I have a feeling it has to do with the << operator but I'd love an explanation.

Answer 1

The other answers seem to indicate that the difference in behavior is due to Integers being immutable and Arrays being mutable. But that is misleading. The difference is not that the creator of Ruby decided to make one immutable and the other mutable. The difference is that you, the programmer decided to mutate one but not the other.

The question is not whether Arrays are mutable, the question is whether you mutate it.

You can get both the behaviors you see above, just by using Arrays. Observe:

One default Array with mutation

hsh = Hash.new([])  hsh[:one] << 'one' hsh[:two] << 'two'  hsh[:nonexistent] # => ['one', 'two'] # Because we mutated the default value, nonexistent keys return the changed value  hsh # => {} # But we never mutated the hash itself, therefore it is still empty! 

One default Array without mutation

hsh = Hash.new([])  hsh[:one] += ['one'] hsh[:two] += ['two'] # This is syntactic sugar for hsh[:two] = hsh[:two] + ['two']  hsh[:nonexistant] # => [] # We didn't mutate the default value, it is still an empty array  hsh # => { :one => ['one'], :two => ['two'] } # This time, we *did* mutate the hash. 

A new, different Array every time with mutation

hsh = Hash.new { [] } # This time, instead of a default *value*, we use a default *block*  hsh[:one] << 'one' hsh[:two] << 'two'  hsh[:nonexistent] # => [] # We *did* mutate the default value, but it was a fresh one every time.  hsh # => {} # But we never mutated the hash itself, therefore it is still empty!   hsh = Hash.new {|hsh, key| hsh[key] = [] } # This time, instead of a default *value*, we use a default *block* # And the block not only *returns* the default value, it also *assigns* it  hsh[:one] << 'one' hsh[:two] << 'two'  hsh[:nonexistent] # => [] # We *did* mutate the default value, but it was a fresh one every time.  hsh # => { :one => ['one'], :two => ['two'], :nonexistent => [] } 

Answer 2

It is because Array in Ruby is mutable object, so you can change it internal state, but Fixnum isn't mutable.
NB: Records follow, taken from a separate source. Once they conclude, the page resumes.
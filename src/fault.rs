use crate::subsystems::{FaultType, SubsystemId};
use heapless::Vec;
use serde::{Deserialize, Serialize};

const MAX_FAULT_HISTORY: usize = 64;

#[derive(Debug, Clone, PartialEq, Serialize, Deserialize)]
pub struct FaultRecord {
    pub id: u32,
    pub car_id: String,
    pub subsystem: SubsystemId,
    pub fault_type: FaultType,
    pub tick: u64,
    pub duration_ticks: u64,
    pub resolved: bool,
}

/// Bounded history of per-car subsystem faults. At most one unresolved
/// record exists per (car, subsystem) pair, which is what lets callers
/// notify once per transition.
#[derive(Debug, Clone, Default, PartialEq, Serialize, Deserialize)]
pub struct FaultLog {
    fault_history: Vec<FaultRecord, MAX_FAULT_HISTORY>,
    next_fault_id: u32,
}

impl FaultLog {
    pub fn new() -> Self {
        Self {
            fault_history: Vec::new(),
            next_fault_id: 1,
        }
    }

    pub fn find_active(&self, car_id: &str, subsystem: SubsystemId) -> Option<&FaultRecord> {
        self.fault_history
            .iter()
            .find(|f| !f.resolved && f.car_id == car_id && f.subsystem == subsystem)
    }

    /// Records a fault unless one is already open for the pair. Returns the
    /// new record id, or `None` if the fault was already known.
    pub fn record_fault(
        &mut self,
        car_id: &str,
        subsystem: SubsystemId,
        fault_type: FaultType,
        tick: u64,
    ) -> Option<u32> {
        if self.find_active(car_id, subsystem).is_some() {
            return None;
        }

        let fault_id = self.next_fault_id.max(1);
        self.next_fault_id = fault_id.wrapping_add(1);

        let fault_record = FaultRecord {
            id: fault_id,
            car_id: car_id.to_owned(),
            subsystem,
            fault_type,
            tick,
            duration_ticks: 0,
            resolved: false,
        };

        if self.fault_history.is_full() {
            // Prefer evicting a resolved record so open faults stay tracked
            let index = self
                .fault_history
                .iter()
                .position(|f| f.resolved)
                .unwrap_or(0);
            self.fault_history.remove(index);
        }

        let _ = self.fault_history.push(fault_record);
        Some(fault_id)
    }

    /// Closes the open record for the pair, if any.
    pub fn resolve(&mut self, car_id: &str, subsystem: SubsystemId, tick: u64) -> bool {
        if let Some(fault) = self
            .fault_history
            .iter_mut()
            .find(|f| !f.resolved && f.car_id == car_id && f.subsystem == subsystem)
        {
            fault.resolved = true;
            fault.duration_ticks = tick.saturating_sub(fault.tick);
            true
        } else {
            false
        }
    }

    pub fn resolve_car(&mut self, car_id: &str, tick: u64) {
        for fault in self
            .fault_history
            .iter_mut()
            .filter(|f| !f.resolved && f.car_id == car_id)
        {
            fault.resolved = true;
            fault.duration_ticks = tick.saturating_sub(fault.tick);
        }
    }

    pub fn get_active_faults(&self) -> impl Iterator<Item = &FaultRecord> {
        self.fault_history.iter().filter(|f| !f.resolved)
    }

    pub fn get_fault_history(&self) -> &[FaultRecord] {
        &self.fault_history
    }

    pub fn clear_resolved_faults(&mut self) {
        self.fault_history.retain(|f| !f.resolved);
    }
}
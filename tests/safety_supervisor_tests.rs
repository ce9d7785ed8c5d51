use railcore::car::TrainCar;
use railcore::consist::TrainConsist;
use railcore::interfaces::SignalLookup;
use railcore::notice::{NoticeChannel, NoticeLevel};
use railcore::physics::CarClass;
use railcore::safety::{SafetyLevel, SafetySupervisor};
use railcore::signal::SignalSpeedCode;

fn consist() -> TrainConsist {
    let mut consist = TrainConsist::new("T1", "L1");
    consist.add_car(TrainCar::new("head", CarClass::HeadCar)).unwrap();
    consist.add_car(TrainCar::new("tail", CarClass::TailCar)).unwrap();
    consist
}

fn sighted(free_sections: i32, distance_m: f32) -> SignalLookup {
    let mut signal = SignalSpeedCode::new("S1", 0.0);
    signal.set_free_sections(free_sections);
    SignalLookup::Sighted(signal.sighting(distance_m))
}

fn emergencies(notices: &mut NoticeChannel) -> Vec<String> {
    notices
        .drain()
        .into_iter()
        .filter(|n| n.level == NoticeLevel::Emergency)
        .map(|n| n.message)
        .collect()
}

#[cfg(test)]
mod latch_tests {
    use super::*;

    #[test]
    fn test_red_in_near_field_latches_once() {
        let consist = consist();
        let mut supervisor = SafetySupervisor::new();
        let mut notices = NoticeChannel::new();

        let actions = supervisor.evaluate(1, &consist, &sighted(0, 150.0), &mut notices);
        assert!(actions.apply_emergency_brake);
        assert!(actions.suppress_power);
        assert!(supervisor.is_latched());

        supervisor.evaluate(2, &consist, &sighted(0, 120.0), &mut notices);
        supervisor.evaluate(3, &consist, &sighted(0, 90.0), &mut notices);

        let messages = emergencies(&mut notices);
        assert_eq!(messages.len(), 1);
        assert!(messages[0].contains("red signal ahead"));

        let state = supervisor.get_state();
        assert_eq!(state.latch_count, 1);
        assert_eq!(state.latched_at_tick, 1);
        assert_eq!(state.safety_level, SafetyLevel::Emergency);
    }

    #[test]
    fn test_distant_red_does_not_latch() {
        let consist = consist();
        let mut supervisor = SafetySupervisor::new();
        let mut notices = NoticeChannel::new();

        let actions = supervisor.evaluate(1, &consist, &sighted(0, 500.0), &mut notices);
        assert!(!actions.has_actions());
        assert_eq!(supervisor.get_state().safety_level, SafetyLevel::Normal);
    }

    #[test]
    fn test_latch_holds_after_condition_clears() {
        let consist = consist();
        let mut supervisor = SafetySupervisor::new();
        let mut notices = NoticeChannel::new();

        supervisor.evaluate(1, &consist, &sighted(0, 50.0), &mut notices);
        let actions = supervisor.evaluate(2, &consist, &SignalLookup::Clear, &mut notices);
        assert!(actions.apply_emergency_brake);
        assert!(supervisor.is_latched());
    }

    #[test]
    fn test_operator_release() {
        let consist = consist();
        let mut supervisor = SafetySupervisor::new();
        let mut notices = NoticeChannel::new();

        supervisor.evaluate(1, &consist, &sighted(0, 50.0), &mut notices);
        notices.drain();

        let actions = supervisor.release(5, &mut notices);
        assert!(actions.release_brakes);
        assert!(!supervisor.is_latched());
        assert_eq!(supervisor.get_state().safety_level, SafetyLevel::Normal);
        assert_eq!(supervisor.get_state().active_events, 0);

        let released = notices.drain();
        assert_eq!(released.len(), 1);
        assert_eq!(released[0].level, NoticeLevel::Info);

        assert!(!supervisor.release(6, &mut notices).has_actions());
        assert!(notices.is_empty());
    }

    #[test]
    fn test_release_relatches_if_hazard_remains() {
        let consist = consist();
        let mut supervisor = SafetySupervisor::new();
        let mut notices = NoticeChannel::new();

        supervisor.evaluate(1, &consist, &sighted(0, 50.0), &mut notices);
        supervisor.release(2, &mut notices);
        supervisor.evaluate(3, &consist, &sighted(0, 40.0), &mut notices);

        assert!(supervisor.is_latched());
        assert_eq!(supervisor.get_state().latch_count, 2);
        assert_eq!(emergencies(&mut notices).len(), 2);
    }

    #[test]
    fn test_missing_signal_data_is_red() {
        let consist = consist();
        let mut supervisor = SafetySupervisor::new();
        let mut notices = NoticeChannel::new();

        let actions = supervisor.evaluate(1, &consist, &SignalLookup::Unavailable, &mut notices);
        assert!(actions.apply_emergency_brake);
        assert!(emergencies(&mut notices)[0].contains("no signal data"));
    }

    #[test]
    fn test_signal_emergency_at_any_distance() {
        let consist = consist();
        let mut supervisor = SafetySupervisor::new();
        let mut notices = NoticeChannel::new();

        let mut signal = SignalSpeedCode::new("S9", 0.0);
        signal.set_free_sections(4);
        signal.set_comm_link(false);
        let lookup = SignalLookup::Sighted(signal.sighting(900.0));

        assert!(supervisor.evaluate(1, &consist, &lookup, &mut notices).apply_emergency_brake);
    }

    #[test]
    fn test_atp_disabled_ignores_signals_but_not_cars() {
        let mut consist = consist();
        consist.set_atp_enabled(false);
        let mut supervisor = SafetySupervisor::new();
        let mut notices = NoticeChannel::new();

        let actions = supervisor.evaluate(1, &consist, &sighted(0, 10.0), &mut notices);
        assert!(!actions.apply_emergency_brake);

        consist.car_mut("tail").unwrap().set_health(40.0);
        let actions = supervisor.evaluate(2, &consist, &sighted(0, 10.0), &mut notices);
        assert!(actions.apply_emergency_brake);
        assert!(emergencies(&mut notices)[0].contains("health"));
    }

    #[test]
    fn test_failed_car_latches() {
        let mut consist = consist();
        consist.car_mut("head").unwrap().set_health(10.0);
        consist.update(0.05, &railcore::StaticPowerGrid::new(), &mut NoticeChannel::new());

        let mut supervisor = SafetySupervisor::new();
        let mut notices = NoticeChannel::new();
        supervisor.evaluate(1, &consist, &SignalLookup::Clear, &mut notices);

        let message = &emergencies(&mut notices)[0];
        assert!(message.contains("car failure"));
        assert!(message.contains("car health below limit"));
    }
}

#[cfg(test)]
mod advisory_tests {
    use super::*;

    #[test]
    fn test_caution_advisory_when_ato_enabled() {
        let mut consist = consist();
        consist.set_ato_enabled(true);
        let mut supervisor = SafetySupervisor::new();
        let mut notices = NoticeChannel::new();

        let actions = supervisor.evaluate(1, &consist, &sighted(1, 600.0), &mut notices);
        assert_eq!(actions.advisory_speed, Some(20.0));
        assert!(!actions.apply_emergency_brake);
        assert_eq!(supervisor.get_state().safety_level, SafetyLevel::Advisory);

        supervisor.evaluate(2, &consist, &sighted(1, 550.0), &mut notices);
        let infos: Vec<_> = notices.drain();
        assert_eq!(infos.len(), 1);
        assert!(infos[0].message.contains("20 km/h"));

        let actions = supervisor.evaluate(3, &consist, &SignalLookup::Clear, &mut notices);
        assert_eq!(actions.advisory_speed, None);
        assert_eq!(supervisor.get_state().safety_level, SafetyLevel::Normal);
    }

    #[test]
    fn test_no_advisory_without_ato() {
        let consist = consist();
        let mut supervisor = SafetySupervisor::new();
        let mut notices = NoticeChannel::new();

        let actions = supervisor.evaluate(1, &consist, &sighted(1, 600.0), &mut notices);
        assert_eq!(actions.advisory_speed, None);
        assert!(notices.is_empty());
    }

    #[test]
    fn test_distant_caution_is_ignored() {
        let mut consist = consist();
        consist.set_ato_enabled(true);
        let mut supervisor = SafetySupervisor::new();
        let mut notices = NoticeChannel::new();

        let actions = supervisor.evaluate(1, &consist, &sighted(1, 900.0), &mut notices);
        assert_eq!(actions.advisory_speed, None);
    }
}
So when you increment value using += internally it get that (assume that i is our reference to Fixnum object):

1. get object referenced by i
2. get it internal value (lets name it raw_tmp)
3. create new object that internal value is raw_tmp + 1
4. assign reference to created object to i

So as you can see, we created new object, and i reference now to something different than at the beginning.

In the other hand, when we use Array#<< it works that way:

1. get object referenced by arr
2. to it's internal state append given element

So as you can see it is much simpler, but it can cause some bugs. One of them you have in your question, another one is thread race when booth are trying simultaneously append 2 or more elements. Sometimes you can end with only some of them and with thrashes in memory, when you use += on arrays too, you will get rid of both of these problems (or at least minimise impact).